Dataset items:
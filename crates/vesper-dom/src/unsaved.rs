//! Navigation warning while unsaved edits exist.

use std::cell::Cell;
use std::rc::Rc;

use gloo::events::{EventListener, EventListenerOptions};
use wasm_bindgen::JsCast;
use web_sys::BeforeUnloadEvent;

use crate::error::{AttachError, AttachResult};

/// Arms the browser's navigation confirmation while the dirty flag is set.
///
/// The custom message degrades gracefully: most browsers show their own
/// wording and ignore the supplied text.
pub struct UnsavedChanges {
    dirty: Rc<Cell<bool>>,
    _listener: EventListener,
}

impl UnsavedChanges {
    /// Registers the `beforeunload` listener with the browser's default
    /// confirmation text.
    ///
    /// # Errors
    ///
    /// Fails outside a browser page.
    pub fn attach() -> AttachResult<Self> {
        Self::new(None)
    }

    /// Registers the `beforeunload` listener with a custom message, where
    /// the browser honors one.
    ///
    /// # Errors
    ///
    /// Fails outside a browser page.
    pub fn attach_with_message(message: &str) -> AttachResult<Self> {
        Self::new(Some(message.to_string()))
    }

    fn new(message: Option<String>) -> AttachResult<Self> {
        if !cfg!(target_arch = "wasm32") {
            return Err(AttachError::NoWindow);
        }
        let window = web_sys::window().ok_or(AttachError::NoWindow)?;
        let dirty = Rc::new(Cell::new(false));

        // beforeunload only blocks navigation when preventDefault is allowed,
        // so the listener must not be passive.
        let options = EventListenerOptions::enable_prevent_default();
        let listener = EventListener::new_with_options(&window, "beforeunload", options, {
            let dirty = Rc::clone(&dirty);
            move |event| {
                if !dirty.get() {
                    return;
                }
                event.prevent_default();
                if let Some(event) = event.dyn_ref::<BeforeUnloadEvent>() {
                    event.set_return_value(message.as_deref().unwrap_or(""));
                }
            }
        });

        Ok(Self {
            dirty,
            _listener: listener,
        })
    }

    /// Marks unsaved edits present, arming the confirmation.
    pub fn set_dirty(&self) {
        self.dirty.set(true);
    }

    /// Marks all edits saved, suppressing the confirmation.
    pub fn set_clean(&self) {
        self.dirty.set(false);
    }

    /// Whether unsaved edits are currently flagged.
    #[must_use]
    pub fn is_dirty(&self) -> bool {
        self.dirty.get()
    }

    /// Removes the listener; no further confirmation fires.
    pub fn destroy(self) {
        drop(self);
    }
}

#[cfg(test)]
mod tests {
    use super::*;

    #[test]
    fn attach_outside_a_browser_fails_cleanly() {
        assert!(matches!(
            UnsavedChanges::attach(),
            Err(AttachError::NoWindow)
        ));
    }
}
#![forbid(unsafe_code)]
#![deny(
    clippy::all,
    clippy::pedantic,
    clippy::cargo,
    clippy::nursery,
    rustdoc::broken_intra_doc_links,
    rustdoc::bare_urls,
    missing_docs
)]
#![allow(clippy::module_name_repetitions)]
#![allow(clippy::multiple_crate_versions)]
//! Browser bindings for the Vesper interaction helpers.
//!
//! Each helper attaches a `vesper-core` state machine to DOM nodes supplied
//! by the caller, owns its event listeners, and exposes an explicit teardown.
//! Outside the browser the constructors fail with [`error::AttachError`]
//! instead of touching globals.

pub mod datalist;
pub mod error;
pub mod fade;
pub mod navbar;
pub mod theme;
pub mod unsaved;

pub use datalist::Datalist;
pub use error::AttachError;
pub use fade::{FadeOptions, FadeOutcome, HighlightFade, fade_highlight};
pub use navbar::NavbarCollapse;
pub use theme::ThemeController;
pub use unsaved::UnsavedChanges;
pub use vesper_core as core;
//! Navbar collapse policy: when does the row condense.

use crate::error::{ConfigError, ConfigResult};

/// Thresholds controlling when the navbar row condenses.
#[derive(Clone, Copy, Debug, PartialEq)]
pub struct CollapsePolicy {
    /// Vertical scroll offset (px) past which the row condenses.
    pub offset: f64,
    /// Viewport width (px) below which the row never condenses; the CSS
    /// already compacts narrow viewports on its own.
    pub min_width: f64,
}

impl Default for CollapsePolicy {
    fn default() -> Self {
        Self {
            offset: 64.0,
            min_width: 768.0,
        }
    }
}

impl CollapsePolicy {
    /// Rejects non-finite or negative thresholds.
    ///
    /// # Errors
    ///
    /// Returns [`ConfigError::InvalidThreshold`] naming the offending field.
    pub fn validate(&self) -> ConfigResult<()> {
        for (field, value) in [("offset", self.offset), ("min_width", self.min_width)] {
            if !value.is_finite() {
                return Err(ConfigError::InvalidThreshold {
                    field,
                    reason: "must be finite",
                });
            }
            if value < 0.0 {
                return Err(ConfigError::InvalidThreshold {
                    field,
                    reason: "must not be negative",
                });
            }
        }
        Ok(())
    }
}

/// Visual state of the navbar row.
#[derive(Clone, Copy, Debug, PartialEq, Eq)]
pub enum NavbarPhase {
    /// Full-height row.
    Expanded,
    /// Condensed row, shown once the page scrolls past the offset.
    Condensed,
}

/// Decides the phase for a scroll position and viewport width.
///
/// Condensed once vertical scroll passes the offset; always expanded when the
/// viewport is narrower than `min_width`.
#[must_use]
pub fn phase_for(policy: CollapsePolicy, scroll_y: f64, viewport_width: f64) -> NavbarPhase {
    if viewport_width < policy.min_width {
        return NavbarPhase::Expanded;
    }
    if scroll_y > policy.offset {
        NavbarPhase::Condensed
    } else {
        NavbarPhase::Expanded
    }
}

#[cfg(test)]
mod tests {
    use super::*;

    #[test]
    fn default_policy_validates() {
        assert!(CollapsePolicy::default().validate().is_ok());
    }

    #[test]
    fn rejects_bad_thresholds() {
        let nan = CollapsePolicy {
            offset: f64::NAN,
            ..CollapsePolicy::default()
        };
        assert_eq!(
            nan.validate().unwrap_err(),
            ConfigError::InvalidThreshold {
                field: "offset",
                reason: "must be finite",
            }
        );

        let negative = CollapsePolicy {
            min_width: -1.0,
            ..CollapsePolicy::default()
        };
        assert_eq!(
            negative.validate().unwrap_err(),
            ConfigError::InvalidThreshold {
                field: "min_width",
                reason: "must not be negative",
            }
        );
    }

    #[test]
    fn condenses_past_the_offset() {
        let policy = CollapsePolicy::default();
        assert_eq!(phase_for(policy, 0.0, 1024.0), NavbarPhase::Expanded);
        assert_eq!(phase_for(policy, 64.0, 1024.0), NavbarPhase::Expanded);
        assert_eq!(phase_for(policy, 64.5, 1024.0), NavbarPhase::Condensed);
    }

    #[test]
    fn narrow_viewports_stay_expanded() {
        let policy = CollapsePolicy::default();
        assert_eq!(phase_for(policy, 500.0, 480.0), NavbarPhase::Expanded);
        assert_eq!(phase_for(policy, 500.0, 768.0), NavbarPhase::Condensed);
    }
}
impl DatalistOption {
    /// Builds an option from string-ish parts.
    pub fn new(value: impl Into<String>, label: impl Into<String>) -> Self {
        Self {
            value: value.into(),
            label: label.into(),
        }
    }
}

/// Static widget configuration supplied at construction.
#[derive(Clone, Debug, PartialEq, Eq, Serialize, Deserialize)]
pub struct DatalistConfig {
    /// Placeholder text for the query input.
    pub placeholder: String,
    /// Message rendered when no option matches the query.
    pub empty_message: String,
}

impl Default for DatalistConfig {
    fn default() -> Self {
        Self {
            placeholder: String::new(),
            empty_message: "No matches".to_string(),
        }
    }
}

/// Payload handed to the change callback when the user commits an option.
#[derive(Clone, Debug, PartialEq, Eq)]
pub struct SelectedOption {
    /// Value key of the committed option.
    pub value: String,
    /// Display label of the committed option.
    pub label: String,
}

/// Keys the widget reacts to. Everything else passes through untouched.
#[derive(Clone, Copy, Debug, PartialEq, Eq)]
pub enum DatalistKey {
    /// Move the highlight down, opening the panel first if needed.
    ArrowDown,
    /// Move the highlight up, opening the panel first if needed.
    ArrowUp,
    /// Commit the highlighted option.
    Enter,
    /// Close the panel without changing the selection.
    Escape,
}

impl DatalistKey {
    /// Maps a DOM `KeyboardEvent.key` value to a handled key, if any.
    #[must_use]
    pub fn from_key(key: &str) -> Option<Self> {
        match key {
            "ArrowDown" => Some(Self::ArrowDown),
            "ArrowUp" => Some(Self::ArrowUp),
            "Enter" => Some(Self::Enter),
            "Escape" => Some(Self::Escape),
            _ => None,
        }
    }
}

/// What a handled key did, so the DOM layer knows whether to re-render and
/// whether to invoke the change callback.
#[derive(Clone, Debug, PartialEq, Eq)]
pub enum KeyOutcome {
    /// The highlight or panel visibility changed.
    Navigated,
    /// An option was committed; the payload goes to the change callback.
    Committed(SelectedOption),
    /// The panel was closed, selection untouched.
    Closed,
    /// Nothing to do (e.g. Enter with no highlight).
    Ignored,
}

/// The widget state machine.
///
/// Invariants: the highlight, when set, is a valid position into the filtered
/// view; a non-`None` selection always names an option present in the full
/// list; the filtered view is recomputed from the full list and the current
/// query on every query change and never mutates the list itself.
#[derive(Clone, Debug)]
pub struct DatalistState {
    options: Vec<DatalistOption>,
    config: DatalistConfig,
    query: String,
    selected: Option<usize>,
    highlighted: Option<usize>,
    filtered: Vec<usize>,
    open: bool,
}

impl DatalistState {
    /// Validates the option list and builds a closed, unfiltered widget.
    ///
    /// # Errors
    ///
    /// Rejects duplicate value keys and empty values or labels, so the
    /// widget can never render two options answering to the same key.
    pub fn new(options: Vec<DatalistOption>, config: DatalistConfig) -> ConfigResult<Self> {
        for (index, option) in options.iter().enumerate() {
            if option.value.is_empty() {
                return Err(ConfigError::EmptyValue { index });
            }
            if option.label.is_empty() {
                return Err(ConfigError::EmptyLabel {
                    value: option.value.clone(),
                });
            }
            if options[..index].iter().any(|seen| seen.value == option.value) {
                return Err(ConfigError::DuplicateValue {
                    value: option.value.clone(),
                });
            }
        }
        let filtered = (0..options.len()).collect();
        Ok(Self {
            options,
            config,
            query: String::new(),
            selected: None,
            highlighted: None,
            filtered,
            open: false,
        })
    }

    /// The widget configuration.
    #[must_use]
    pub const fn config(&self) -> &DatalistConfig {
        &self.config
    }

    /// The full option list, in caller order.
    #[must_use]
    pub fn options(&self) -> &[DatalistOption] {
        &self.options
    }

    /// Current query text.
    #[must_use]
    pub fn query(&self) -> &str {
        &self.query
    }

    /// Replaces the query and recomputes the filtered view.
    ///
    /// Matching is a case-insensitive substring test against the label. Any
    /// query change discards the highlight.
    pub fn set_query(&mut self, query: &str) {
        self.query = query.to_string();
        let needle = query.to_lowercase();
        self.filtered = self
            .options
            .iter()
            .enumerate()
            .filter(|(_, option)| option.label.to_lowercase().contains(&needle))
            .map(|(index, _)| index)
            .collect();
        self.highlighted = None;
    }

    /// Options currently passing the filter, in list order.
    pub fn filtered(&self) -> impl Iterator<Item = &DatalistOption> {
        self.filtered.iter().map(|&index| &self.options[index])
    }

    /// Number of options passing the filter.
    #[must_use]
    pub fn filtered_len(&self) -> usize {
        self.filtered.len()
    }

    /// Position of the highlighted option within the filtered view.
    #[must_use]
    pub const fn highlighted(&self) -> Option<usize> {
        self.highlighted
    }

    /// The highlighted option itself.
    #[must_use]
    pub fn highlighted_option(&self) -> Option<&DatalistOption> {
        self.highlighted.map(|pos| &self.options[self.filtered[pos]])
    }

    /// Whether the option panel is showing.
    #[must_use]
    pub const fn is_open(&self) -> bool {
        self.open
    }

    /// Shows the option panel.
    pub const fn open(&mut self) {
        self.open = true;
    }

    /// Hides the option panel and discards the transient highlight.
    pub const fn close(&mut self) {
        self.open = false;
        self.highlighted = None;
    }

    /// Current selection key.
    #[must_use]
    pub fn value(&self) -> Option<&str> {
        self.selected.map(|index| self.options[index].value.as_str())
    }

    /// Label of the current selection.
    #[must_use]
    pub fn selected_label(&self) -> Option<&str> {
        self.selected.map(|index| self.options[index].label.as_str())
    }

    /// Programmatically selects the option with the given value key.
    ///
    /// On a match the query becomes the option's label; when no option
    /// answers to the key, the selection and query are cleared instead.
    /// Returns whether a match was found. Does not produce a change-callback
    /// payload: the callback reports user selections only.
    pub fn select_value(&mut self, value: &str) -> bool {
        match self.options.iter().position(|option| option.value == value) {
            Some(index) => {
                self.selected = Some(index);
                let label = self.options[index].label.clone();
                self.set_query(&label);
                true
            }
            None => {
                self.selected = None;
                self.set_query("");
                false
            }
        }
    }

    /// Resets the selection and the query.
    pub fn clear(&mut self) {
        self.selected = None;
        self.set_query("");
    }

    /// Moves the highlight one step down, wrapping past the end.
    ///
    /// With the panel closed this opens it first. No-op on an empty filtered
    /// view.
    pub fn highlight_next(&mut self) {
        if self.filtered.is_empty() {
            self.open = true;
            return;
        }
        self.open = true;
        self.highlighted = Some(match self.highlighted {
            Some(pos) if pos + 1 < self.filtered.len() => pos + 1,
            _ => 0,
        });
    }

    /// Moves the highlight one step up, wrapping past the start.
    ///
    /// With the panel closed this opens it first. No-op on an empty filtered
    /// view.
    pub fn highlight_prev(&mut self) {
        if self.filtered.is_empty() {
            self.open = true;
            return;
        }
        self.open = true;
        self.highlighted = Some(match self.highlighted {
            Some(0) | None => self.filtered.len() - 1,
            Some(pos) => pos - 1,
        });
    }

    /// Commits the highlighted option, if any.
    pub fn commit_highlighted(&mut self) -> Option<SelectedOption> {
        self.highlighted.and_then(|pos| self.commit_filtered(pos))
    }

    /// Commits the option at the given position in the filtered view.
    ///
    /// Committing selects the option, echoes its label into the query, and
    /// closes the panel. Returns the payload for the change callback, or
    /// `None` when the position is out of range.
    pub fn commit_filtered(&mut self, pos: usize) -> Option<SelectedOption> {
        let index = *self.filtered.get(pos)?;
        self.selected = Some(index);
        let option = &self.options[index];
        let committed = SelectedOption {
            value: option.value.clone(),
            label: option.label.clone(),
        };
        let label = committed.label.clone();
        self.set_query(&label);
        self.close();
        Some(committed)
    }

    /// Commits the filtered option with the given value key (click path).
    pub fn commit_value(&mut self, value: &str) -> Option<SelectedOption> {
        let pos = self
            .filtered
            .iter()
            .position(|&index| self.options[index].value == value)?;
        self.commit_filtered(pos)
    }

    /// Applies one handled key to the state machine.
    pub fn apply_key(&mut self, key: DatalistKey) -> KeyOutcome {
        match key {
            DatalistKey::ArrowDown => {
                self.highlight_next();
                KeyOutcome::Navigated
            }
            DatalistKey::ArrowUp => {
                self.highlight_prev();
                KeyOutcome::Navigated
            }
            DatalistKey::Enter => self
                .commit_highlighted()
                .map_or(KeyOutcome::Ignored, KeyOutcome::Committed),
            DatalistKey::Escape => {
                if self.open {
                    self.close();
                    KeyOutcome::Closed
                } else {
                    KeyOutcome::Ignored
                }
            }
        }
    }
}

[Exercise directions]
The output should be exactly the lines above from the line containing "self.selected.map(|index| self.options[index].label.as_str())" to the line containing "produce a change-callback", inclusive, with no other lines.

[Your solution]
        self.selected.map(|index| self.options[index].label.as_str())
    }

    /// Programmatically selects the option with the given value key.
    ///
    /// On a match the query becomes the option's label; when no option
    /// answers to the key, the selection and query are cleared instead.
    /// Returns whether a match was found. Does not produce a change-callback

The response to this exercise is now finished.